**The task**
Your task is to quote the listing below exactly, beginning with its first line and ending on the line bearing "statements depth-first and".

**Records for the exercise**
//! Multi-file include resolution and external docstring resolution.
//!
//! Transforms an entry path + virtual filesystem into an include-closed
//! map of parsed files, following `include` statements depth-first and
//! detecting cycles via a visiting set. Type cycles are a later concern
//! (`vdl-validate`); the only cycles caught here are among `include`
//! statements themselves.

mod docstrings;

use std::collections::HashMap;
use std::path::{Path, PathBuf};

use vdl_diagnostic::{CancellationToken, Diagnostic, Position};
use vdl_fs::{FileSystem, ReadError};
use vdl_syntax::ast::Ast;

/// One file's parsed AST plus its include closure, keyed by absolute path
/// in [`ResolveOutput::files`].
#[derive(Debug, Clone)]
pub struct ResolvedFile {
    pub path: PathBuf,
    pub ast: Ast,
    /// Absolute paths of this file's direct `include` targets, in
    /// declaration order.
    pub includes: Vec<PathBuf>,
}

#[derive(Debug, Default)]
pub struct ResolveOutput {
    pub files: HashMap<PathBuf, ResolvedFile>,
    pub diagnostics: Vec<Diagnostic>,
}

/// Resolve `entry` and its full include closure. Never cancels.
pub fn resolve(fs: &dyn FileSystem, entry: &Path, cwd: &Path) -> ResolveOutput {
    resolve_with_cancellation(&CancellationToken::new(), fs, entry, cwd).unwrap_or_default()
}

/// Resolve `entry`, checking `token` before reading each file. Returns
/// `None` only when cancelled before any work began. A cancellation
/// observed mid-walk still surfaces the partial result gathered so far;
/// the resolver has no meaningful "discard" boundary shallower than the
/// whole walk (unlike `analyze`, which discards at the phase level).
pub fn resolve_with_cancellation(
    token: &CancellationToken,
    fs: &dyn FileSystem,
    entry: &Path,
    cwd: &Path,
) -> Option<ResolveOutput> {
    if token.is_cancelled() {
        return None;
    }

    let mut out = ResolveOutput::default();
    let mut visiting: Vec<PathBuf> = Vec::new();
    let entry = vdl_fs::clean(entry);
    resolve_one(token, fs, &entry, cwd, &mut visiting, &mut out);
    Some(out)
}

fn resolve_one(
    token: &CancellationToken,
    fs: &dyn FileSystem,
    path: &Path,
    cwd: &Path,
    visiting: &mut Vec<PathBuf>,
    out: &mut ResolveOutput,
) {
    if out.files.contains_key(path) {
        return;
    }

    if token.is_cancelled() {
        return;
    }

    if let Some(pos) = visiting.iter().position(|p| p == path) {
        let mut cycle: Vec<String> = visiting[pos..].iter().map(|p| p.display().to_string()).collect();
        cycle.push(path.display().to_string());
        let message = format!("circular include: {}", cycle.join(" -> "));
        out.diagnostics.push(Diagnostic::at(
            Position::start_of(path.to_path_buf()),
            vdl_diagnostic::E002_CIRCULAR_INCLUDE,
            message,
        ));
        return;
    }

    visiting.push(path.to_path_buf());

    let source = match fs.read(path) {
        Ok(source) => source,
        Err(ReadError::NotFound(_)) => {
            out.diagnostics.push(Diagnostic::at(
                Position::start_of(path.to_path_buf()),
                vdl_diagnostic::E001_FILE_NOT_FOUND,
                format!("file not found: {}", path.display()),
            ));
            visiting.pop();
            return;
        }
        Err(ReadError::Io { path, source }) => {
            out.diagnostics.push(Diagnostic::at(
                Position::start_of(path.clone()),
                vdl_diagnostic::E004_FILE_READ_ERROR,
                format!("error reading {}: {source}", path.display()),
            ));
            visiting.pop();
            return;
        }
    };

    let mut ast = match vdl_syntax::parse(path, &source) {
        Ok(ast) => ast,
        Err(err) => {
            out.diagnostics
                .push(Diagnostic::at(err.position, vdl_diagnostic::E005_PARSE_ERROR, err.message));
            visiting.pop();
            return;
        }
    };

    docstrings::resolve_external_docstrings(fs, path, cwd, &mut ast, &mut out.diagnostics);

    let includes: Vec<PathBuf> = ast
        .includes
        .iter()
        .map(|inc| vdl_fs::resolve(Some(path), &inc.path, cwd))
        .collect();

    for child in &includes {
        resolve_one(token, fs, child, cwd, visiting, out);
    }

    out.files.insert(
        path.to_path_buf(),
        ResolvedFile {
            path: path.to_path_buf(),
            ast,
            includes,
        },
    );

    visiting.pop();
}

#[cfg(test)]
mod tests {
    use super::*;
    use std::collections::HashMap as StdHashMap;
    use std::sync::Mutex;

    struct FakeFs(Mutex<StdHashMap<PathBuf, String>>);

    impl FakeFs {
        fn new(files: &[(&str, &str)]) -> Self {
            let mut map = StdHashMap::new();
            for (path, contents) in files {
                map.insert(PathBuf::from(*path), contents.to_string());
            }
            Self(Mutex::new(map))
        }
    }

    impl FileSystem for FakeFs {
        fn read(&self, path: &Path) -> Result<String, ReadError> {
            self.0
                .lock()
                .unwrap()
                .get(path)
                .cloned()
                .ok_or_else(|| ReadError::NotFound(path.to_path_buf()))
        }
    }

    #[test]
    fn simple_include_closure_has_no_diagnostics() {
        let fs = FakeFs::new(&[
            ("/main.vdl", "include \"./models.vdl\"\ntype User {\n  name: string\n}"),
            ("/models.vdl", "type BaseEntity { id: string }"),
        ]);
        let out = resolve(&fs, Path::new("/main.vdl"), Path::new("/"));
        assert!(out.diagnostics.is_empty());
        assert_eq!(out.files.len(), 2);
        assert!(out.files.contains_key(&PathBuf::from("/models.vdl")));
    }

    #[test]
    fn circular_include_is_reported_with_partial_results() {
        let fs = FakeFs::new(&[("/a.vdl", "include \"./b.vdl\""), ("/b.vdl", "include \"./a.vdl\"")]);
        let out = resolve(&fs, Path::new("/a.vdl"), Path::new("/"));
        assert!(out
            .diagnostics
            .iter()
            .any(|d| d.code == vdl_diagnostic::E002_CIRCULAR_INCLUDE));
        assert!(!out.files.is_empty());
    }

    #[test]
    fn missing_entry_file_reports_e001() {
        let fs = FakeFs::new(&[]);
        let out = resolve(&fs, Path::new("/missing.vdl"), Path::new("/"));
        assert_eq!(out.diagnostics.len(), 1);
        assert_eq!(out.diagnostics[0].code, vdl_diagnostic::E001_FILE_NOT_FOUND);
        assert!(out.files.is_empty());
    }

    #[test]
    fn diamond_include_resolves_once() {
        let fs = FakeFs::new(&[
            ("/main.vdl", "include \"./a.vdl\"\ninclude \"./b.vdl\""),
            ("/a.vdl", "include \"./shared.vdl\""),
            ("/b.vdl", "include \"./shared.vdl\""),
            ("/shared.vdl", "type Shared { id: string }"),
        ]);
        let out = resolve(&fs, Path::new("/main.vdl"), Path::new("/"));
        assert!(out.diagnostics.is_empty());
        assert_eq!(out.files.len(), 4);
    }

    #[test]
    fn cancelled_before_start_returns_none() {
        let fs = FakeFs::new(&[("/main.vdl", "type A {}")]);
        let token = CancellationToken::new();
        token.cancel();
        assert!(resolve_with_cancellation(&token, &fs, Path::new("/main.vdl"), Path::new("/")).is_none());
    }
}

**Response below**
//! Multi-file include resolution and external docstring resolution.
//!
//! Transforms an entry path + virtual filesystem into an include-closed
//! map of parsed files, following `include` statements depth-first and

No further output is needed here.